Thursday 21 July 2016

The Last 5 Films I've Seen (from best to worst)

Alienated: The Independence Day sequel is an ungodly mess

1.The Measure Of A Man (2015): Stéphane Brizé's film uses France's economic downturn to explore the effects of austerity on the male psyche; specifically how it can emasculate, humiliate and ultimately dehumanise even the most resolute. Veteran French actor Vincent Lindon (who I last saw a couple of years ago in Claire Denis's excellent Bastards) is Thierry Taugourdeau, a former factory worker struggling to keep his family's head above water after two years of unemployment. But even when he finally lands a job as a security guard at a supermarket, he struggles with the compromises his new position forces him to make. Comparisons to the Dardenne Brothers' 
Two Days, One Night and, I suspect, Ken Loach's forthcoming I, Daniel Blake are inevitable as all three films explore the human cost of the economic downturn. Lindon is quite brilliant here (he deservedly won the Best Actor award at last year's Cannes) and the whole enterprise is shot through with both authenticity and anger.  

Dirty work: Lindon is superb in The Measure Of A Man

2. Weiner (2016): Candid documentary chronicling the fall of disgraced US politician Anthony Weiner. The appropriately-named Democrat was forced to resign from Congress in 2011 after sending 'dick pics' of himself to women via social media. Josh Kriegman and Elyse Steinberg's excellent film picks up his story two years later with Weiner running to be Mayor of New York. Suffice to say, old habits die hard and it isn't long before he and his long-suffering wife - Huma Abedin, an aid to Hillary Clinton - are under siege from the media as his reputation is trashed all over again. You feel desperately sorry for her and a mixture of fury and frustration at Weiner himself, a talented, charismatic politician who could have gone far if he'd only learned to keep Weiner Jr in his pants. 
3. The Invitation (2015): Talking about The Witch on here recently I've mentioned how my favourite horror films are those that, instead of shouting 'Boo!' at you every five minutes, concentrate on creating an atmosphere of looming dread. Director Karyn Kusama's The Invitation (available now on Netflix UK) is one that does just that.
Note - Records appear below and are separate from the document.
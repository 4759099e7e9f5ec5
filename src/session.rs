//! Game session registry: one guarded board per external session key.

use rocknraft_engine::{
    Board, BoardConfig, BoardError, BoardSnapshot, Player, RenderMode, Selection, SessionKey,
    TurnReport, UserId,
};
use std::collections::HashMap;
use std::sync::{Arc, Mutex, MutexGuard, PoisonError};
use tokio::sync::{Mutex as BoardLock, MutexGuard as BoardGuard};
use tracing::{debug, info, instrument, warn};

/// Error raised by the session registry.
#[derive(Debug, Clone, PartialEq, Eq, derive_more::Display, derive_more::From)]
pub enum SessionError {
    /// A board already exists under this key.
    #[display("Session {} already exists", _0)]
    DuplicateSession(SessionKey),

    /// No board exists under this key.
    #[display("No board found matching the {}", _0)]
    SessionNotFound(SessionKey),

    /// The board rejected the request.
    #[display("{}", _0)]
    #[from]
    Board(BoardError),
}

impl std::error::Error for SessionError {
    fn source(&self) -> Option<&(dyn std::error::Error + 'static)> {
        match self {
            SessionError::Board(err) => Some(err),
            _ => None,
        }
    }
}

/// Shared handle to one session's board.
///
/// Every mutation goes through the board lock, so turns on the same board
/// never interleave. Handles stay usable after the session is removed from
/// the registry; the board lives until the last handle drops.
#[derive(Debug, Clone)]
pub struct SessionHandle {
    key: SessionKey,
    board: Arc<BoardLock<Board>>,
}

impl SessionHandle {
    /// Session key.
    pub fn key(&self) -> &SessionKey {
        &self.key
    }

    /// Waits for exclusive access to the board.
    pub async fn lock(&self) -> BoardGuard<'_, Board> {
        self.board.lock().await
    }

    /// Plays a turn for `actor` once the board is free.
    ///
    /// The turn owner is checked after the lock is taken, since the turn may
    /// have passed while this call was waiting.
    #[instrument(skip(self), fields(session_id = %self.key))]
    pub async fn play_turn(
        &self,
        actor: &UserId,
        selection: Selection,
    ) -> Result<TurnReport, SessionError> {
        let mut board = self.board.lock().await;
        let report = board.play_turn(actor, selection).map_err(|e| {
            warn!(actor = %actor, error = %e, "Turn rejected");
            e
        })?;
        info!(
            actor = %actor,
            outcome = %report.outcome,
            completed = report.completed,
            next = %report.next_player,
            "Turn completed"
        );
        Ok(report)
    }

    /// Snapshot of the board for a renderer.
    pub async fn snapshot(&self, mode: RenderMode) -> BoardSnapshot {
        self.board.lock().await.snapshot(mode)
    }
}

/// Owns every live board.
///
/// The map lock is only held for the lookup itself and never while a board
/// lock is held, so registry calls cannot deadlock against a running turn.
#[derive(Debug, Clone, Default)]
pub struct SessionRegistry {
    sessions: Arc<Mutex<HashMap<SessionKey, SessionHandle>>>,
}

impl SessionRegistry {
    /// Creates an empty registry.
    #[instrument]
    pub fn new() -> Self {
        info!("Creating session registry");
        Self::default()
    }

    fn sessions(&self) -> MutexGuard<'_, HashMap<SessionKey, SessionHandle>> {
        self.sessions.lock().unwrap_or_else(PoisonError::into_inner)
    }

    /// Deals a new board under `key`.
    ///
    /// # Errors
    ///
    /// [`SessionError::DuplicateSession`] if the key is taken, or
    /// [`SessionError::Board`] with [`BoardError::InvalidConfiguration`].
    #[instrument(skip(self, players))]
    pub fn create(
        &self,
        key: SessionKey,
        config: BoardConfig,
        players: [Player; 2],
    ) -> Result<SessionHandle, SessionError> {
        let mut sessions = self.sessions();

        if sessions.contains_key(&key) {
            warn!(session_id = %key, "Session already exists");
            return Err(SessionError::DuplicateSession(key));
        }

        let board = Board::new(key.clone(), config, players)?;
        let handle = SessionHandle {
            key: key.clone(),
            board: Arc::new(BoardLock::new(board)),
        };
        sessions.insert(key.clone(), handle.clone());

        info!(session_id = %key, "Created new session");
        Ok(handle)
    }

    /// Looks up a session.
    ///
    /// # Errors
    ///
    /// [`SessionError::SessionNotFound`] for an unknown key.
    #[instrument(skip(self))]
    pub fn get(&self, key: &str) -> Result<SessionHandle, SessionError> {
        self.sessions().get(key).cloned().ok_or_else(|| {
            debug!(session_id = key, "Session not found");
            SessionError::SessionNotFound(key.to_string())
        })
    }

    /// Drops a session. Removing an unknown key is not an error.
    #[instrument(skip(self))]
    pub fn remove(&self, key: &str) {
        if self.sessions().remove(key).is_some() {
            info!(session_id = key, "Removed session");
        }
    }

    /// Lists all active session keys.
    #[instrument(skip(self))]
    pub fn list(&self) -> Vec<SessionKey> {
        let mut keys: Vec<_> = self.sessions().keys().cloned().collect();
        keys.sort();
        debug!(count = keys.len(), "Listed sessions");
        keys
    }

    /// Number of live sessions.
    pub fn len(&self) -> usize {
        self.sessions().len()
    }

    /// Whether no session is live.
    pub fn is_empty(&self) -> bool {
        self.sessions().is_empty()
    }
}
Will and his girlfriend Kira are invited to a dinner party thrown by his ex-wife Eden and her new man. It takes place at Will and Eden's old place in the Hollywood Hills, the scene of a family tragedy that drove the couple apart. The other guests are a mix of old friends and a couple of vaguely intimidating newbies. Devastated by grief, it quickly becomes clear Eden is no longer the woman Will married and that her new beau and his pals have sinister plans for the other guests. It builds beautifully - something feels off from the moment Will and Kira walk through the door and Kusama has enormous fun working with that to bring the sense of tension and paranoia slowly but surely to boiling point. The last 20 minutes - when everything goes batshit crazy - are well worth the wait.

Dinner crime: Murder's on the menu in The Invitation  

4. The Mermaid (2016): Barking-mad Chinese romantic comedy from Stephen Chow, who you just might remember from 2011's equally crackers Shaolin Soccer. Playboy businessman Liu Xuan buys up a wildlife reserve to further one of his evil capitalist schemes and scares off the local sea life with a sonar device that also lays waste to the area's population of merpeople. The survivors send mermaid Shan (Lin Yun) to assassinate Liu but instead the pair fall for each other. It's ridiculous, with CG like something out of a '70s episode of Doctor Who, but gets by on its breathless energy, madcap performances and buckets of charm. The highest grossing Chinese film of all time, too, apparently.
5. Independence Day: Resurgence (2016): I saw the original Independence Day again quite recently and despite the dodgy ending and iffy dialogue, I loved the way it built the alien threat slowly but surely, as it introduced us to a cast of intriguing characters. It also boasted some smart, ahead-of-its-time FX work, and the scenes set at the Area 51 base are all terrific. This unnecessary and inferior sequel, on the other hand, is an ungodly mess lacking any of the original's charm. Jeff Goldblum is as watchable as ever but there's a big Will Smith-sized hole here that the next generation of alien fighters never even comes close to filling. Best not make it a trilogy, eh?